#### Recorded information
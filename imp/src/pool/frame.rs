// SPDX-FileCopyrightText: 2025 2025 Contributors to the OpenIMP project.
// SPDX-License-Identifier: Apache-2.0

//! Frame slots and the handles that reference them.

use std::sync::Arc;

use parking_lot::Mutex;
use tracing::error;

use super::BufferPool;
use crate::{PixelFormat, Result};

/// Snapshot of one frame buffer, as delivered to observers.
#[derive(Debug, Default, Clone, Copy, PartialEq, Eq)]
pub struct FrameInfo {
    /// Slot index inside the pool.
    pub index: usize,
    pub channel: usize,
    pub width: u32,
    pub height: u32,
    pub pixel_format: PixelFormat,
    /// Bytes available in this slot.
    pub size: usize,
    pub phys_addr: u64,
    pub virt_addr: usize,
    /// Microseconds on the system clock when the producer stamped the frame.
    pub timestamp_us: u64,
}

struct SlotState {
    refcount: u32,
    /// Bumped when a flush reclaims the slot, invalidating older handles.
    generation: u64,
    timestamp_us: u64,
}

/// Bookkeeping for one buffer. The per-slot lock guards its reference count.
pub(crate) struct FrameSlot {
    template: FrameInfo,
    state: Mutex<SlotState>,
}

impl FrameSlot {
    pub(crate) fn new(template: FrameInfo) -> Self {
        Self {
            template,
            state: Mutex::new(SlotState {
                refcount: 0,
                generation: 0,
                timestamp_us: 0,
            }),
        }
    }

    pub(crate) fn info(&self) -> FrameInfo {
        FrameInfo {
            timestamp_us: self.state.lock().timestamp_us,
            ..self.template
        }
    }

    /// Marks a free slot as taken and returns its generation.
    pub(crate) fn claim(&self) -> u64 {
        let mut state = self.state.lock();
        debug_assert_eq!(state.refcount, 0, "free slot still referenced");
        state.refcount = 1;
        state.generation
    }

    /// Undoes a [`Self::claim`] that never produced a handle.
    pub(crate) fn unclaim(&self) {
        self.state.lock().refcount = 0;
    }

    fn retain(&self, generation: u64) {
        let mut state = self.state.lock();
        if state.generation == generation && state.refcount > 0 {
            state.refcount += 1;
        }
    }

    /// Drops one reference. Returns `true` when the slot became free.
    pub(crate) fn release(&self, generation: u64) -> bool {
        let mut state = self.state.lock();
        if state.generation != generation || state.refcount == 0 {
            return false;
        }
        state.refcount -= 1;
        state.refcount == 0
    }

    /// Forcibly frees a referenced slot. Returns `true` if it was referenced.
    pub(crate) fn reclaim(&self) -> bool {
        let mut state = self.state.lock();
        if state.refcount == 0 {
            return false;
        }
        state.refcount = 0;
        state.generation += 1;
        true
    }

    fn refcount(&self, generation: u64) -> u32 {
        let state = self.state.lock();
        if state.generation == generation {
            state.refcount
        } else {
            0
        }
    }

    fn stamp(&self, generation: u64, timestamp_us: u64) {
        let mut state = self.state.lock();
        if state.generation == generation {
            state.timestamp_us = timestamp_us;
        }
    }
}

/// A reference to one acquired frame buffer.
///
/// Cloning adds a reference to the slot; dropping removes one. The slot goes
/// back to its pool's free queue when the last reference is gone. Use
/// [`crate::PoolManager::release_frame`] or [`Frame::release`] to observe
/// release failures, which `Drop` can only log.
pub struct Frame {
    pool: Option<Arc<BufferPool>>,
    index: usize,
    generation: u64,
}

impl std::fmt::Debug for Frame {
    fn fmt(&self, f: &mut std::fmt::Formatter<'_>) -> std::fmt::Result {
        f.debug_struct("Frame")
            .field("channel", &self.channel())
            .field("index", &self.index)
            .field("refcount", &self.ref_count())
            .finish()
    }
}

impl Frame {
    pub(crate) fn new(pool: Arc<BufferPool>, index: usize, generation: u64) -> Self {
        Self {
            pool: Some(pool),
            index,
            generation,
        }
    }

    fn slot(&self) -> Option<&FrameSlot> {
        self.pool.as_ref().map(|pool| pool.slot(self.index))
    }

    /// Current metadata of the slot.
    pub fn info(&self) -> FrameInfo {
        self.slot().map(FrameSlot::info).unwrap_or_default()
    }

    pub fn index(&self) -> usize {
        self.index
    }

    pub fn channel(&self) -> usize {
        self.pool.as_ref().map_or(0, |pool| pool.channel())
    }

    pub fn phys_addr(&self) -> u64 {
        self.info().phys_addr
    }

    pub fn virt_addr(&self) -> usize {
        self.info().virt_addr
    }

    pub fn size(&self) -> usize {
        self.info().size
    }

    pub fn timestamp_us(&self) -> u64 {
        self.info().timestamp_us
    }

    /// Records when the frame was captured.
    pub fn set_timestamp(&self, timestamp_us: u64) {
        if let Some(slot) = self.slot() {
            slot.stamp(self.generation, timestamp_us);
        }
    }

    /// References currently held on the slot, or `0` if the pool reclaimed it.
    pub fn ref_count(&self) -> u32 {
        self.slot().map_or(0, |slot| slot.refcount(self.generation))
    }

    /// Drops this reference now, reporting a failing release hook.
    pub fn release(mut self) -> Result<()> {
        self.release_inner()
    }

    fn release_inner(&mut self) -> Result<()> {
        match self.pool.take() {
            Some(pool) => pool.release_slot(self.index, self.generation),
            None => Ok(()),
        }
    }
}

impl Clone for Frame {
    fn clone(&self) -> Self {
        if let Some(slot) = self.slot() {
            slot.retain(self.generation);
        }
        Self {
            pool: self.pool.clone(),
            index: self.index,
            generation: self.generation,
        }
    }
}

impl Drop for Frame {
    fn drop(&mut self) {
        if let Err(e) = self.release_inner() {
            error!(index = self.index, error = %e, "Failed to release frame.");
        }
    }
}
########
About this exercise
All of the entries must be given again, word for word.

Answer to the exercise
filename imp/src/pool/frame.rs
// SPDX-FileCopyrightText: 2025 2025 Contributors to the OpenIMP project.
// SPDX-License-Identifier: Apache-2.0

//! Frame slots and the handles that reference them.

use std::sync::Arc;

use parking_lot::Mutex;
use tracing::error;

use super::BufferPool;
use crate::{PixelFormat, Result};

/// Snapshot of one frame buffer, as delivered to observers.
#[derive(Debug, Default, Clone, Copy, PartialEq, Eq)]
pub struct FrameInfo {
    /// Slot index inside the pool.
    pub index: usize,
    pub channel: usize,
    pub width: u32,
    pub height: u32,
    pub pixel_format: PixelFormat,
    /// Bytes available in this slot.
    pub size: usize,
    pub phys_addr: u64,
    pub virt_addr: usize,
    /// Microseconds on the system clock when the producer stamped the frame.
    pub timestamp_us: u64,
}

struct SlotState {
    refcount: u32,
    /// Bumped when a flush reclaims the slot, invalidating older handles.
    generation: u64,
    timestamp_us: u64,
}

/// Bookkeeping for one buffer. The per-slot lock guards its reference count.
pub(crate) struct FrameSlot {
    template: FrameInfo,
    state: Mutex<SlotState>,
}

impl FrameSlot {
    pub(crate) fn new(template: FrameInfo) -> Self {
        Self {
            template,
            state: Mutex::new(SlotState {
                refcount: 0,
                generation: 0,
                timestamp_us: 0,
            }),
        }
    }

    pub(crate) fn info(&self) -> FrameInfo {
        FrameInfo {
            timestamp_us: self.state.lock().timestamp_us,
            ..self.template
        }
    }

    /// Marks a free slot as taken and returns its generation.
    pub(crate) fn claim(&self) -> u64 {
        let mut state = self.state.lock();
        debug_assert_eq!(state.refcount, 0, "free slot still referenced");
        state.refcount = 1;
        state.generation
    }

    /// Undoes a [`Self::claim`] that never produced a handle.
    pub(crate) fn unclaim(&self) {
        self.state.lock().refcount = 0;
    }

    fn retain(&self, generation: u64) {
        let mut state = self.state.lock();
        if state.generation == generation && state.refcount > 0 {
            state.refcount += 1;
        }
    }

    /// Drops one reference. Returns `true` when the slot became free.
    pub(crate) fn release(&self, generation: u64) -> bool {
        let mut state = self.state.lock();
        if state.generation != generation || state.refcount == 0 {
            return false;
        }
        state.refcount -= 1;
        state.refcount == 0
    }

    /// Forcibly frees a referenced slot. Returns `true` if it was referenced.
    pub(crate) fn reclaim(&self) -> bool {
        let mut state = self.state.lock();
        if state.refcount == 0 {
            return false;
        }
        state.refcount = 0;
        state.generation += 1;
        true
    }

    fn refcount(&self, generation: u64) -> u32 {
        let state = self.state.lock();
        if state.generation == generation {
            state.refcount
        } else {
            0
        }
    }

    fn stamp(&self, generation: u64, timestamp_us: u64) {
        let mut state = self.state.lock();
        if state.generation == generation {
            state.timestamp_us = timestamp_us;
        }
    }
}

/// A reference to one acquired frame buffer.
///
/// Cloning adds a reference to the slot; dropping removes one. The slot goes
/// back to its pool's free queue when the last reference is gone. Use
/// [`crate::PoolManager::release_frame`] or [`Frame::release`] to observe
/// release failures, which `Drop` can only log.
pub struct Frame {
    pool: Option<Arc<BufferPool>>,
    index: usize,
    generation: u64,
}

impl std::fmt::Debug for Frame {
    fn fmt(&self, f: &mut std::fmt::Formatter<'_>) -> std::fmt::Result {
        f.debug_struct("Frame")
            .field("channel", &self.channel())
            .field("index", &self.index)
            .field("refcount", &self.ref_count())
            .finish()
    }
}

impl Frame {
    pub(crate) fn new(pool: Arc<BufferPool>, index: usize, generation: u64) -> Self {
        Self {
            pool: Some(pool),
            index,
            generation,
        }
    }

    fn slot(&self) -> Option<&FrameSlot> {
        self.pool.as_ref().map(|pool| pool.slot(self.index))
    }

    /// Current metadata of the slot.
    pub fn info(&self) -> FrameInfo {
        self.slot().map(FrameSlot::info).unwrap_or_default()
    }

    pub fn index(&self) -> usize {
        self.index
    }

    pub fn channel(&self) -> usize {
        self.pool.as_ref().map_or(0, |pool| pool.channel())
    }

    pub fn phys_addr(&self) -> u64 {
        self.info().phys_addr
    }

    pub fn virt_addr(&self) -> usize {
        self.info().virt_addr
    }

    pub fn size(&self) -> usize {
        self.info().size
    }

    pub fn timestamp_us(&self) -> u64 {
        self.info().timestamp_us
    }

    /// Records when the frame was captured.
    pub fn set_timestamp(&self, timestamp_us: u64) {
        if let Some(slot) = self.slot() {
            slot.stamp(self.generation, timestamp_us);
        }
    }

    /// References currently held on the slot, or `0` if the pool reclaimed it.
    pub fn ref_count(&self) -> u32 {
        self.slot().map_or(0, |slot| slot.refcount(self.generation))
    }

    /// Drops this reference now, reporting a failing release hook.
    pub fn release(mut self) -> Result<()> {
        self.release_inner()
    }

    fn release_inner(&mut self) -> Result<()> {
        match self.pool.take() {
            Some(pool) => pool.release_slot(self.index, self.generation),
            None => Ok(()),
        }
    }
}

impl Clone for Frame {
    fn clone(&self) -> Self {
        if let Some(slot) = self.slot() {
            slot.retain(self.generation);
        }
        Self {
            pool: self.pool.clone(),
            index: self.index,
            generation: self.generation,
        }
    }
}

impl Drop for Frame {
    fn drop(&mut self) {
        if let Err(e) = self.release_inner() {
            error!(index = self.index, error = %e, "Failed to release frame.");
        }
    }
}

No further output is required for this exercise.